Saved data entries
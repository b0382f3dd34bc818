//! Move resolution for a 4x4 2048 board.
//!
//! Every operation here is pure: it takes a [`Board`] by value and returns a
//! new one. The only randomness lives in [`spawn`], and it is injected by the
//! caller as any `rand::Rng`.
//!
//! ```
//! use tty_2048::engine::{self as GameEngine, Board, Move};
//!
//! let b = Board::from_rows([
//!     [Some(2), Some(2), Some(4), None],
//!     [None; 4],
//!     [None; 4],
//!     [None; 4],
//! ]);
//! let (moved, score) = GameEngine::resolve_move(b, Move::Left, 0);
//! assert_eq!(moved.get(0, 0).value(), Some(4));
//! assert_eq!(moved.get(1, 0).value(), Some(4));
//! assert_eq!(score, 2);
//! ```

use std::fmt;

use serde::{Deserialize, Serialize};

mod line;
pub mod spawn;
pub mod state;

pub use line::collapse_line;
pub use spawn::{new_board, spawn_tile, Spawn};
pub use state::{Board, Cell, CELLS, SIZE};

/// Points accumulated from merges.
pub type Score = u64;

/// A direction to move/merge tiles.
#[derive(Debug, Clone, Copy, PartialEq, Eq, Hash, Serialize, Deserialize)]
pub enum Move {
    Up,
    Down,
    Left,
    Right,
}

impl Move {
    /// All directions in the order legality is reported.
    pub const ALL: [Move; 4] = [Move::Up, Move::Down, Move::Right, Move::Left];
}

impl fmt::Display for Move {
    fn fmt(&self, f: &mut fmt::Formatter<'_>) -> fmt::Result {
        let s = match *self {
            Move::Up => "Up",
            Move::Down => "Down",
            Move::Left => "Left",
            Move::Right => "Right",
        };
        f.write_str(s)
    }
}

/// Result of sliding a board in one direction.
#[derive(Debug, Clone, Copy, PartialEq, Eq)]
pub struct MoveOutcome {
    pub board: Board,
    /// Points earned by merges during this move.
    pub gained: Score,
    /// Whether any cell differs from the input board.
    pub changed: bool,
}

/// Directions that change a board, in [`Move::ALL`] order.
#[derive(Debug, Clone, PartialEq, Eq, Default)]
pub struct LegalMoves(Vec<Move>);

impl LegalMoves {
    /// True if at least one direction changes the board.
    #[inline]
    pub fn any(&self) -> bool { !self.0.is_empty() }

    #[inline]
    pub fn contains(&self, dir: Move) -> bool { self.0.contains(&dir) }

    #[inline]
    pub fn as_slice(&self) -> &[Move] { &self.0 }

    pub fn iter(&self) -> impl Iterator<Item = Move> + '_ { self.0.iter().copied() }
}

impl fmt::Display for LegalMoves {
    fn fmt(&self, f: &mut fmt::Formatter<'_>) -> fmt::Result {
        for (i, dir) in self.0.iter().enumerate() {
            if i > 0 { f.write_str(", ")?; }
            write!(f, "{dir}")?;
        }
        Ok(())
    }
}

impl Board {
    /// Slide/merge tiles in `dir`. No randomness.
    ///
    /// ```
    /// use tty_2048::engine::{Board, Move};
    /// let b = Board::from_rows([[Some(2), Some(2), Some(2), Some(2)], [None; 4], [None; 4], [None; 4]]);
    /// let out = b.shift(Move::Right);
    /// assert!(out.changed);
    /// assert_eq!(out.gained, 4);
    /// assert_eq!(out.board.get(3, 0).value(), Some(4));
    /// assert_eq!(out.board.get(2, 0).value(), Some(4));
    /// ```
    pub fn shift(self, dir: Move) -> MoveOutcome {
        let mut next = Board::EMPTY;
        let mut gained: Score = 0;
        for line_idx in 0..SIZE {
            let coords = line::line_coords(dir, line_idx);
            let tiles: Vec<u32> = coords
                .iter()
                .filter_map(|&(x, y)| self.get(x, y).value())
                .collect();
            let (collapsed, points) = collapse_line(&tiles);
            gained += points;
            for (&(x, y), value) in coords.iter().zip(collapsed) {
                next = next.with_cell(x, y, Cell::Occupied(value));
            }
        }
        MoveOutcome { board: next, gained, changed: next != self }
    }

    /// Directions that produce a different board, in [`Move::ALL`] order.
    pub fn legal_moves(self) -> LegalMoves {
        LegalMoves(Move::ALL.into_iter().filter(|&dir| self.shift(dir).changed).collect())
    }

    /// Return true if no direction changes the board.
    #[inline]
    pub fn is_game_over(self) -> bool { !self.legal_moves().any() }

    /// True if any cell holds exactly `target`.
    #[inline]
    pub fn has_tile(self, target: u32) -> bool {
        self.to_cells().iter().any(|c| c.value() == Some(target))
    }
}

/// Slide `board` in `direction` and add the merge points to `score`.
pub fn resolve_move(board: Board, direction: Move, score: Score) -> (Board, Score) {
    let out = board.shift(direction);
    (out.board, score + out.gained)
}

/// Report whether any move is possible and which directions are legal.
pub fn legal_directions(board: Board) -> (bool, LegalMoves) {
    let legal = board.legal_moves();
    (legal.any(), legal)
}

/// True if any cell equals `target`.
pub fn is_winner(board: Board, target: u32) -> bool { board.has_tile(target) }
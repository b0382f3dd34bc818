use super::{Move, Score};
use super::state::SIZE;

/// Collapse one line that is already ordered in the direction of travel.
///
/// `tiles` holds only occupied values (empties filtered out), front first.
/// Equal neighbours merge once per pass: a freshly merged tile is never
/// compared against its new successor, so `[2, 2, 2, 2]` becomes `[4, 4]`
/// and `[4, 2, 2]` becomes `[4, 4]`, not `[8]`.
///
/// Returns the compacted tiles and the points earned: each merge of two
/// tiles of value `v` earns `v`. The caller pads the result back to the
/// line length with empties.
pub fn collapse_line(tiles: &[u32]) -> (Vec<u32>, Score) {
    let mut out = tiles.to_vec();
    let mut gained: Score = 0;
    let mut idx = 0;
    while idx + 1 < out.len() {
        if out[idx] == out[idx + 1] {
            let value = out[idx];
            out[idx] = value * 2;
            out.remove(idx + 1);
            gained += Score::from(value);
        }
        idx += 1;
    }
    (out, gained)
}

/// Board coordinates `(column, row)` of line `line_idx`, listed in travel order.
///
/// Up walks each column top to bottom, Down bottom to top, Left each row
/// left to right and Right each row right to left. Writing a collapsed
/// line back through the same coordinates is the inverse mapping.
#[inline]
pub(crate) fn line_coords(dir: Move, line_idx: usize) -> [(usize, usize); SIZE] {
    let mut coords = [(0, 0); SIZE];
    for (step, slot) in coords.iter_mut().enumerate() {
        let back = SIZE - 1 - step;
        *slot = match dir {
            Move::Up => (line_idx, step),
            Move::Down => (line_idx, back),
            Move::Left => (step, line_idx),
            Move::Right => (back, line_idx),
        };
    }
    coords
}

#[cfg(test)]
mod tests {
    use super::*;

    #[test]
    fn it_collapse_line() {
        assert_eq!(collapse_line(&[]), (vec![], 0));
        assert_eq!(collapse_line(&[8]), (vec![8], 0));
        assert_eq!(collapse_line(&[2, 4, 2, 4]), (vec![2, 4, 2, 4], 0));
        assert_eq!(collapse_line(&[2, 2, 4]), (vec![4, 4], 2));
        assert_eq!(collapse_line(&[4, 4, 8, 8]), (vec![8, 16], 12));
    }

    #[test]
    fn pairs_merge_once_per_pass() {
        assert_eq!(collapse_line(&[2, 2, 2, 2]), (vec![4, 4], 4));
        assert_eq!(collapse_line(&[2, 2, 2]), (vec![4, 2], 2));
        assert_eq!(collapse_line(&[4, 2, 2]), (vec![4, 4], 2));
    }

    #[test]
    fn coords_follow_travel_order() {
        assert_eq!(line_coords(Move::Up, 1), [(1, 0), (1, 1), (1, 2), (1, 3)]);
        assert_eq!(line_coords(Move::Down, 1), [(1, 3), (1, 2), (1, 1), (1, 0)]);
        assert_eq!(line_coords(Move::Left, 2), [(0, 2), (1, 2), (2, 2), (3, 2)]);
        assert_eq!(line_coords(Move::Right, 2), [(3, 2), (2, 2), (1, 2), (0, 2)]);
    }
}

### [Task objective]
Counting only lines that hold the string "Slide", give the number of such lines in the records. Write nothing else.

### [Answer to the problem]
2